[Saved data entries]
//! Authenticated RPC handlers (spec §6 "Authenticated RPC" table): one POST
//! route per ability, JSON request/response bodies, a capability token
//! carried as base64 in the `delegation` field of every request envelope.

use std::collections::HashSet;
use std::sync::Arc;

use axum::extract::{Path, Query, State};
use axum::Json;
use base64::engine::general_purpose::STANDARD as BASE64;
use base64::Engine as _;
use serde::{Deserialize, Serialize};

use tlog_blob::BlobClient;
use tlog_crypto::{Ability, CapabilityToken};
use tlog_queue::QueuedEntry;
use tlog_types::error::ErrorCode;
use tlog_types::{ContentId, DEFAULT_GC_MAX_BUNDLES, DEFAULT_READ_LIMIT, TILE_WIDTH};

use crate::error::GatewayError;
use crate::state::{now_ms, GatewayState};

fn decode_b64(field: &'static str, s: &str) -> Result<Vec<u8>, GatewayError> {
    BASE64.decode(s).map_err(|_| GatewayError::InvalidBase64(field))
}

async fn parse_and_validate(
    state: &GatewayState,
    space_id: &str,
    delegation_b64: &str,
    issuer: &str,
    required: &[Ability],
) -> Result<CapabilityToken, GatewayError> {
    if delegation_b64.is_empty() {
        return Err(GatewayError::MissingDelegation);
    }
    let bytes = decode_b64("delegation", delegation_b64)?;
    let token = state.validator.parse_token(&bytes)?;
    let token_space = state.validator.extract_space_identifier(&token)?;
    if token_space != space_id {
        return Err(GatewayError::Capability(tlog_types::CapabilityError::InvalidSpaceDid));
    }
    state.validator.validate_token(&token, space_id, required, now_ms())?;
    state.validator.validate_invocation_authority(issuer, &token)?;
    state.validator.validate_proof_chain(&token, space_id)?;
    Ok(token)
}

async fn revoked_set(instance: &tlog_manager::LogInstance) -> Result<HashSet<ContentId>, GatewayError> {
    let revocations = instance.store().get_revocations().await?;
    Ok(revocations.into_iter().map(|r| r.token_cid).collect())
}

// --- tlog/create ---

/// Body of a `tlog/create` request.
#[derive(Deserialize)]
pub struct CreateRequest {
    /// The space identifier to create a log for.
    pub log_id: String,
    /// Base64-encoded capability token authorizing the create.
    pub delegation: String,
    /// The DID that invoked this delegation.
    pub issuer: String,
}

/// Successful response to `tlog/create`.
#[derive(Serialize)]
pub struct CreateResponse {
    /// The created log's space identifier, echoed back.
    pub log_id: String,
    /// The index root CID, empty until the first append persists one.
    pub index_cid: String,
    /// Always `0` for a freshly created log.
    pub tree_size: u64,
}

/// Creates a new, empty log for a space.
pub async fn create_handler(
    State(state): State<Arc<GatewayState>>,
    Json(req): Json<CreateRequest>,
) -> Result<Json<CreateResponse>, GatewayError> {
    let _token = parse_and_validate(&state, &req.log_id, &req.delegation, &req.issuer, &Ability::WRITE_SET).await?;
    let instance = state.manager.create_log(&req.log_id).await?;
    let log_state = instance.store().get_log_state().await?;
    let tree_size = log_state.map(|s| s.tree_size).unwrap_or(0);
    Ok(Json(CreateResponse {
        log_id: req.log_id,
        index_cid: String::new(),
        tree_size,
    }))
}

// --- tlog/append ---

/// Body of a `tlog/append` request.
#[derive(Deserialize)]
pub struct AppendRequest {
    /// The log to append to.
    pub log_id: String,
    /// Base64-encoded entry bytes.
    pub data: String,
    /// The caller's expected current index root CID, for optimistic
    /// concurrency (spec §4.H); omit to skip the check.
    pub index_cid: Option<String>,
    /// Base64-encoded capability token authorizing the append.
    pub delegation: String,
    /// The DID that invoked this delegation.
    pub issuer: String,
}

/// Successful response to `tlog/append`.
#[derive(Serialize)]
pub struct AppendResponse {
    /// The new entry's absolute leaf index.
    pub index: u64,
    /// The index root CID after this append (may lag behind `tree_size`
    /// until the asynchronous persister catches up; see DESIGN.md).
    pub new_index_cid: String,
    /// The log's tree size immediately after this entry integrated.
    pub tree_size: u64,
}

/// Appends one entry to a log.
pub async fn append_handler(
    State(state): State<Arc<GatewayState>>,
    Json(req): Json<AppendRequest>,
) -> Result<Json<AppendResponse>, GatewayError> {
    let token = parse_and_validate(&state, &req.log_id, &req.delegation, &req.issuer, &Ability::WRITE_SET).await?;
    let data = decode_b64("data", &req.data)?;

    let instance = state.manager.get_or_restore(&req.log_id).await?;
    let revoked = revoked_set(&instance).await?;
    state.validator.check_not_revoked(&token, &revoked)?;

    instance.pipeline().check_expected_head(req.index_cid.as_deref()).await?;

    let instance = state.manager.get_or_restore_for_write(&req.log_id).await?;
    let (entry, rx) = QueuedEntry::new(data, Some(token.clone()));
    instance.batcher().add(entry);
    let outcome = rx
        .await
        .map_err(|_| GatewayError::Pipeline(tlog_types::PipelineError::CancelledOrTimeout))?
        .map_err(|e| GatewayError::Batch(e.code(), e.to_string()))?;

    instance.persister().trigger(token);
    let (index_cid, _) = instance.store().get_head().await?;
    Ok(Json(AppendResponse {
        index: outcome.index,
        new_index_cid: index_cid.map(|c| c.to_cid_string()).unwrap_or_default(),
        tree_size: outcome.tree_size,
    }))
}

// --- tlog/read ---

/// Query parameters for a `tlog/read` request.
#[derive(Deserialize)]
pub struct ReadQuery {
    /// Base64-encoded capability token authorizing the read.
    pub delegation: String,
    /// The DID that invoked this delegation.
    pub issuer: String,
    /// First leaf index to return, default `0`.
    pub offset: Option<u64>,
    /// Maximum number of entries to return, default [`DEFAULT_READ_LIMIT`].
    pub limit: Option<u64>,
}

/// Successful response to `tlog/read`.
#[derive(Serialize)]
pub struct ReadResponse {
    /// Base64-encoded entries, in leaf order.
    pub entries: Vec<String>,
    /// The log's current tree size.
    pub total: u64,
}

/// Reads a contiguous range of entries from a log.
pub async fn read_handler(
    State(state): State<Arc<GatewayState>>,
    Path(log_id): Path<String>,
    Query(q): Query<ReadQuery>,
) -> Result<Json<ReadResponse>, GatewayError> {
    let token = parse_and_validate(&state, &log_id, &q.delegation, &q.issuer, &[]).await?;
    let instance = state.manager.get_or_restore(&log_id).await?;
    let revoked = revoked_set(&instance).await?;
    state.validator.check_not_revoked(&token, &revoked)?;

    let log_state = instance.store().get_log_state().await?;
    let tree_size = log_state.map(|s| s.tree_size).unwrap_or(0);
    let offset = q.offset.unwrap_or(0).min(tree_size);
    let limit = q.limit.unwrap_or(DEFAULT_READ_LIMIT);
    let end = offset.saturating_add(limit).min(tree_size);

    let mut entries = Vec::new();
    let mut cursor = offset;
    while cursor < end {
        let bundle_index = cursor / TILE_WIDTH;
        let bundle_start = bundle_index * TILE_WIDTH;
        let remaining_in_tree = tree_size - bundle_start;
        let partial = if remaining_in_tree >= TILE_WIDTH { 0 } else { remaining_in_tree as u16 };
        let bundle = instance
            .resources()
            .get_entry_bundle(bundle_index, partial)
            .await
            .map_err(|e| GatewayError::ReadFailed(e.to_string()))?
            .ok_or_else(|| GatewayError::ReadFailed(format!("missing entry bundle {bundle_index}")))?;
        let local_start = (cursor - bundle_start) as usize;
        let local_end = ((end - bundle_start).min(TILE_WIDTH) as usize).min(bundle.len());
        for entry in &bundle[local_start..local_end] {
            entries.push(BASE64.encode(entry));
        }
        cursor = bundle_start + local_end as u64;
    }

    Ok(Json(ReadResponse { entries, total: tree_size }))
}

// --- tlog/revoke ---

/// Body of a `tlog/revoke` request.
#[derive(Deserialize)]
pub struct RevokeRequest {
    /// The log the revoked token was issued against.
    pub log_id: String,
    /// CIDv1 string naming the previously stored token to revoke.
    pub cid: String,
    /// Base64-encoded capability token authorizing the revocation.
    pub delegation: String,
    /// The DID that invoked this delegation.
    pub issuer: String,
}

/// Successful response to `tlog/revoke`.
#[derive(Serialize)]
pub struct RevokeResponse {
    /// Always `true` on success.
    pub revoked: bool,
}

/// Revokes a previously delegated, content-addressed token.
pub async fn revoke_handler(
    State(state): State<Arc<GatewayState>>,
    Json(req): Json<RevokeRequest>,
) -> Result<Json<RevokeResponse>, GatewayError> {
    let token = parse_and_validate(&state, &req.log_id, &req.delegation, &req.issuer, &Ability::WRITE_SET).await?;
    if req.cid.is_empty() {
        return Err(GatewayError::MissingCid);
    }
    let content_id = ContentId::parse(&req.cid).map_err(|_| GatewayError::InvalidContentId(req.cid.clone()))?;

    let instance = state.manager.get_or_restore(&req.log_id).await?;
    let stored_bytes = instance
        .client()
        .fetch_blob(content_id)
        .await
        .map_err(|_| GatewayError::DelegationNotFound)?;
    let token_to_revoke = state.validator.parse_token(&stored_bytes)?;

    state.validator.validate_revocation_authority(&token.claims.issuer, &token_to_revoke)?;
    instance.store().add_revocation(content_id, now_ms()).await?;

    Ok(Json(RevokeResponse { revoked: true }))
}

// --- tlog/gc ---

/// Body of a `tlog/gc` request.
#[derive(Deserialize)]
pub struct GcRequest {
    /// The log to collect.
    pub log_id: String,
    /// Base64-encoded, non-delegated `space/blob/remove` capability token
    /// (spec §4.K: GC requires a direct grant from the space owner).
    pub delegation: String,
    /// The DID that invoked this delegation.
    pub issuer: String,
}

/// Successful response to `tlog/gc`.
#[derive(Serialize)]
pub struct GcResponse {
    /// Number of ancestor tile bundles the sweep visited.
    pub bundles_processed: u64,
    /// Number of blobs actually removed from the backend.
    pub blobs_removed: u64,
    /// Always `0`; the collector does not read a blob's size before
    /// deleting it, so byte accounting is not tracked (see DESIGN.md).
    pub bytes_freed: u64,
    /// The tree size this sweep's ancestor walk advanced to.
    pub new_gc_position: u64,
}

/// Runs one garbage collection sweep over a log.
pub async fn gc_handler(
    State(state): State<Arc<GatewayState>>,
    Json(req): Json<GcRequest>,
) -> Result<Json<GcResponse>, GatewayError> {
    let token = parse_and_validate(&state, &req.log_id, &req.delegation, &req.issuer, &[Ability::SpaceBlobRemove]).await?;
    state.validator.require_direct_grant(&token, &req.log_id)?;

    let instance = state.manager.get_or_restore_for_write(&req.log_id).await?;
    let report = instance.gc().run(DEFAULT_GC_MAX_BUNDLES, &token).await?;

    Ok(Json(GcResponse {
        bundles_processed: report.bundles_processed,
        blobs_removed: report.blobs_removed,
        bytes_freed: 0,
        new_gc_position: report.new_from_size,
    }))
}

**Exercise description**
Restate word for word the lines above, beginning at the first one and ending at the line that carries "use tlog_blob::BlobClient;".

**Exercise result**
//! Authenticated RPC handlers (spec §6 "Authenticated RPC" table): one POST
//! route per ability, JSON request/response bodies, a capability token
//! carried as base64 in the `delegation` field of every request envelope.

use std::collections::HashSet;
use std::sync::Arc;

use axum::extract::{Path, Query, State};
use axum::Json;
use base64::engine::general_purpose::STANDARD as BASE64;
use base64::Engine as _;
use serde::{Deserialize, Serialize};

use tlog_blob::BlobClient;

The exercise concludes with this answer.